Enhancement of antigen-presenting capacity and antitumor immunity of dendritic cells pulsed with autologous tumor-derived RNA in mice.

Dendritic cells (DCs) are antigen-presenting cells that play an important role in antitumor immunity. Several studies have reported that DCs pulsed with RNA from tumor cells have the ability to suppress tumors, but the details regarding the function and the immune-mechanism of DCs transfected with RNA remain to be elucidated. In this study, we investigated the transfection efficiency of RNA into DCs, and the functional modification and the antitumor efficacy of DCs pulsed with tumor-derived RNA. After the transfection of tumor-derived RNA into DCs cultured from the bone marrow of mice, pulsed DCs exhibited a high expression of both MHC antigens and CD86 on the cell surface as well as cultured DCs, and had a stronger ability both to present antigen on the MHC antigens and to stimulate T cells compared with DCs without transfection. DCs could sufficiently translate luciferase encoding RNA into luciferase proteins, and luciferase protein was expressed up to 12 hours in pulsed DCs. The DCs pulsed with tumor-derived RNA could elite a potent induction of cytotoxic T lymphocytes against autologous tumors, but not lysis against syngeneic normal cells. RNA-pulsed DCs exhibited a significant antitumor immunity in animal model.
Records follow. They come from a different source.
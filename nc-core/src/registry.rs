//! Element registry view (C2): an immutable, per-controller snapshot of
//! the anonymizer and injector fleets.

use crate::error::{NcError, Result};
use crate::model::{Element, ElementId};

#[derive(Debug, Clone)]
pub struct Registry {
    pub anonymizers: Vec<Element>,
    pub injectors: Vec<Element>,
}

impl Registry {
    pub fn new(anonymizers: Vec<Element>, injectors: Vec<Element>) -> Self {
        Self {
            anonymizers,
            injectors,
        }
    }

    /// Extracts the cookie value (token after the last `=`) and searches
    /// anonymizers then injectors; first match wins.
    pub fn bind_by_cookie(&self, cookie_header: &str) -> Result<&Element> {
        let token = cookie_token(cookie_header);

        self.anonymizers
            .iter()
            .find(|e| e.cookie == token)
            .or_else(|| self.injectors.iter().find(|e| e.cookie == token))
            .ok_or(NcError::InvalidCookie)
    }

    /// Linear search over anonymizers by id.
    pub fn find_by_id(&self, id: &ElementId) -> Result<&Element> {
        self.anonymizers
            .iter()
            .find(|e| &e.id == id)
            .ok_or_else(|| NcError::UnknownAnon(id.to_string()))
    }
}

/// Parses `Cookie: ID=<token>` style headers down to the raw token,
/// shared between the registry lookup and the HTTP layer.
pub fn cookie_token(raw: &str) -> &str {
    raw.rsplit('=').next().unwrap_or(raw).trim()
}

#[cfg(test)]
mod tests {
    use super::*;
    use crate::model::Kind;

    fn elem(id: &str, cookie: &str, kind: Kind) -> Element {
        Element {
            id: ElementId(id.into()),
            name: id.into(),
            kind,
            cookie: cookie.into(),
            key: [1u8; 32],
            address: None,
            port: None,
            instance: "inst".into(),
            next: vec![],
        }
    }

    #[test]
    fn anonymizer_wins_on_cookie_collision() {
        let anon = elem("a1", "shared", Kind::Anonymizer);
        let inj = elem("i1", "shared", Kind::Injector);
        let reg = Registry::new(vec![anon], vec![inj]);
        let bound = reg.bind_by_cookie("ID=shared").unwrap();
        assert_eq!(bound.kind, Kind::Anonymizer);
    }

    #[test]
    fn unknown_cookie_is_invalid() {
        let reg = Registry::new(vec![], vec![]);
        let err = reg.bind_by_cookie("ID=nope").unwrap_err();
        assert!(matches!(err, NcError::InvalidCookie));
    }

    #[test]
    fn cookie_token_takes_text_after_last_equals() {
        assert_eq!(cookie_token("ID=abc=def"), "def");
        assert_eq!(cookie_token("ID=abc"), "abc");
    }

    #[test]
    fn find_by_id_unknown() {
        let reg = Registry::new(vec![], vec![]);
        let err = reg.find_by_id(&ElementId("ghost".into())).unwrap_err();
        assert!(matches!(err, NcError::UnknownAnon(_)));
    }
}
In conclusion, DCs could sufficiently uptake exogenous tumor-derived RNA, and consequently grow to be an intermediate maturate type, and induce potent T-cell stimulation and fully cause an antitumor effect in vivo. Therapy with DCs pulsed with tumor-derived RNA is sufficiently effective and safe, and thus it is considered to be clinically useful for tumor-immunotherapy.